(RECORDS SUPPLIED)
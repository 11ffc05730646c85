//! Projtrack - project tracking API server

use std::path::{Path, PathBuf};

use anyhow::Context;
use clap::{Args, Parser, Subcommand};
use projtrack_core::config::{API_KEY_ENV, Config};
use projtrack_core::storage::Database;
use projtrack_server::{AppState, app};
use tracing::info;

#[derive(Parser)]
#[command(name = "projtrack")]
#[command(author, version, about = "Project tracking API server", long_about = None)]
struct Cli {
    #[command(subcommand)]
    command: Option<Commands>,

    /// Configuration directory (defaults to the platform config dir)
    #[arg(long, global = true, env = "PROJTRACK_CONFIG_DIR")]
    config_dir: Option<PathBuf>,

    /// Quiet mode (minimal output)
    #[arg(short, long, global = true)]
    quiet: bool,
}

#[derive(Subcommand)]
enum Commands {
    /// Run the HTTP server (default)
    Serve(ServeArgs),

    /// Configuration management
    Config {
        #[command(subcommand)]
        action: ConfigAction,
    },

    /// Run health check
    Doctor,
}

#[derive(Args, Default)]
struct ServeArgs {
    /// Address to bind
    #[arg(long)]
    host: Option<String>,
    /// Port to listen on (overrides PORT)
    #[arg(long)]
    port: Option<u16>,
    /// SQLite database file
    #[arg(long)]
    database: Option<PathBuf>,
}

#[derive(Subcommand)]
enum ConfigAction {
    /// Get a configuration value
    Get { key: String },
    /// Set a configuration value
    Set { key: String, value: String },
    /// List all configuration values
    List,
    /// Show config file path
    Path,
}

#[tokio::main]
async fn main() -> anyhow::Result<()> {
    dotenvy::dotenv().ok();

    // Initialize tracing
    tracing_subscriber::fmt()
        .with_writer(std::io::stderr)
        .with_env_filter(
            tracing_subscriber::EnvFilter::from_default_env()
                .add_directive("projtrack=info".parse()?),
        )
        .init();

    let cli = Cli::parse();
    let config_dir = match cli.config_dir {
        Some(dir) => dir,
        None => Config::config_dir()?,
    };

    match cli.command.unwrap_or(Commands::Serve(ServeArgs::default())) {
        Commands::Serve(args) => cmd_serve(&config_dir, args).await,
        Commands::Config { action } => cmd_config(&config_dir, action, cli.quiet),
        Commands::Doctor => cmd_doctor(&config_dir, cli.quiet).await,
    }
}

// ============================================================================
// Command Implementations
// ============================================================================

async fn cmd_serve(config_dir: &Path, args: ServeArgs) -> anyhow::Result<()> {
    let mut config = Config::load_from_dir(config_dir)?;
    config.apply_env_overrides()?;

    if let Some(host) = args.host {
        config.server.host = host;
    }
    if let Some(port) = args.port {
        config.server.port = port;
    }
    if let Some(database) = args.database {
        config.database.path = Some(database);
    }

    let state = AppState::from_config(&config).await?;
    info!(path = %state.database.path().display(), "Database opened");

    let address = config.server.address();
    let listener = tokio::net::TcpListener::bind(&address)
        .await
        .with_context(|| format!("Failed to bind {}", address))?;
    info!(address = %listener.local_addr()?, "Server is running");

    axum::serve(listener, app(state))
        .with_graceful_shutdown(shutdown_signal())
        .await
        .context("Server error")?;

    info!("Server stopped");
    Ok(())
}

async fn shutdown_signal() {
    if let Err(e) = tokio::signal::ctrl_c().await {
        tracing::warn!(error = %e, "Failed to listen for shutdown signal");
        std::future::pending::<()>().await;
    }
    info!("Shutdown requested");
}

fn cmd_config(config_dir: &Path, action: ConfigAction, quiet: bool) -> anyhow::Result<()> {
    let path = config_dir.join("config.toml");
    match action {
        ConfigAction::Get { key } => {
            let config = Config::load_from(&path)?;
            let value = config.get(&key)?;
            println!("{}", value);
        }
        ConfigAction::Set { key, value } => {
            let mut config = Config::load_from(&path)?;
            config.set(&key, &value)?;
            config.save_to(&path)?;
            if !quiet {
                println!("Set {} = {}", key, value);
            }
        }
        ConfigAction::List => {
            let config = Config::load_from(&path)?;
            for (key, value) in config.list()? {
                println!("{} = {}", key, value);
            }
        }
        ConfigAction::Path => {
            println!("{}", path.display());
        }
    }
    Ok(())
}

async fn cmd_doctor(config_dir: &Path, quiet: bool) -> anyhow::Result<()> {
    if !quiet {
        println!("Projtrack Health Check");
        println!("======================");
        println!();
    }

    let mut all_ok = true;
    let path = config_dir.join("config.toml");

    let config = match Config::load_from(&path) {
        Ok(config) => {
            if !quiet {
                if path.exists() {
                    println!("[OK] Config file: {}", path.display());
                } else {
                    println!("[--] Config file: {} (using defaults)", path.display());
                }
            }
            config
        }
        Err(e) => {
            if !quiet {
                println!("[!!] Configuration: Error - {:#}", e);
            }
            anyhow::bail!("Configuration is invalid");
        }
    };

    // Check API key
    match config.summarizer.resolved_api_key() {
        Ok(Some(_)) => {
            if !quiet {
                let redacted = config.summarizer.redacted_api_key()?.unwrap_or_default();
                println!("[OK] API Key: Configured ({})", redacted);
            }
        }
        Ok(None) => {
            if !quiet {
                println!("[--] API Key: Not configured (project analysis disabled)");
                println!("     Set the {} environment variable", API_KEY_ENV);
            }
        }
        Err(e) => {
            all_ok = false;
            if !quiet {
                println!("[!!] API Key: Error - {}", e);
            }
        }
    }

    // Check database
    match Database::new(config.database.to_database_config()).await {
        Ok(db) => match db.health_check().await {
            Ok(()) => {
                if !quiet {
                    println!("[OK] Database: Connected");
                    println!("     Path: {}", db.path().display());
                    match db.migration_status().await {
                        Ok(status) => println!("[OK] Database: Schema v{}", status.current_version),
                        Err(e) => println!("[!!] Database: Migration check failed - {}", e),
                    }
                }
                db.close().await;
            }
            Err(e) => {
                all_ok = false;
                if !quiet {
                    println!("[!!] Database: Health check failed - {}", e);
                }
            }
        },
        Err(e) => {
            all_ok = false;
            if !quiet {
                println!("[!!] Database: Failed to initialize - {:#}", e);
            }
        }
    }

    // Summary
    if !quiet {
        println!();
        if all_ok {
            println!("All checks passed!");
        } else {
            println!("Some checks failed. See above for details.");
        }
    }

    Ok(())
}
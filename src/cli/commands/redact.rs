//! Redact command implementation
//!
//! Scans a file (or stdin) and writes a copy with each detected value
//! replaced by its typed placeholder.

use crate::cli::commands::{build_catalog, read_input, resolve_config};
use crate::domain::ids::ScanScope;
use crate::redactor::redact;
use crate::scanner::Scanner;
use anyhow::Context;
use clap::Args;
use std::path::PathBuf;

/// Arguments for the redact command
#[derive(Args, Debug)]
pub struct RedactArgs {
    /// Input file; reads stdin when omitted
    pub input: Option<PathBuf>,

    /// Output file; writes stdout when omitted
    #[arg(short, long)]
    pub output: Option<PathBuf>,

    /// Scope tag recorded with the scan
    #[arg(long, default_value = "redact")]
    pub scope: String,
}

impl RedactArgs {
    /// Execute the redact command
    pub async fn execute(&self, config_path: &str) -> anyhow::Result<i32> {
        let config = match resolve_config(config_path) {
            Ok(c) => c,
            Err(e) => {
                eprintln!("Configuration error: {e}");
                return Ok(2);
            }
        };

        let catalog = build_catalog(&config)?;
        let scanner = Scanner::new(catalog, config.scanner).with_thresholds(config.governance.risk);
        let text = read_input(self.input.as_deref())?;

        let scan = scanner.scan(&text, ScanScope::new(self.scope.clone()))?;
        let redacted = redact(&text, &scan.findings);

        match &self.output {
            Some(path) => {
                std::fs::write(path, &redacted)
                    .with_context(|| format!("failed to write {}", path.display()))?;
                eprintln!(
                    "Redacted {} finding(s) -> {}",
                    scan.summary.total_matches,
                    path.display()
                );
            }
            None => print!("{redacted}"),
        }

        Ok(0)
    }
}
(End RECORDS SUPPLIED)
## ASSIGNMENT
From the data, collect all lines where the string "anyhow" appears.

## TASK RESULT
use anyhow::Context;
async fn main() -> anyhow::Result<()> {
async fn cmd_serve(config_dir: &Path, args: ServeArgs) -> anyhow::Result<()> {
fn cmd_config(config_dir: &Path, action: ConfigAction, quiet: bool) -> anyhow::Result<()> {
async fn cmd_doctor(config_dir: &Path, quiet: bool) -> anyhow::Result<()> {
            anyhow::bail!("Configuration is invalid");
use anyhow::Context;
    pub async fn execute(&self, config_path: &str) -> anyhow::Result<i32> {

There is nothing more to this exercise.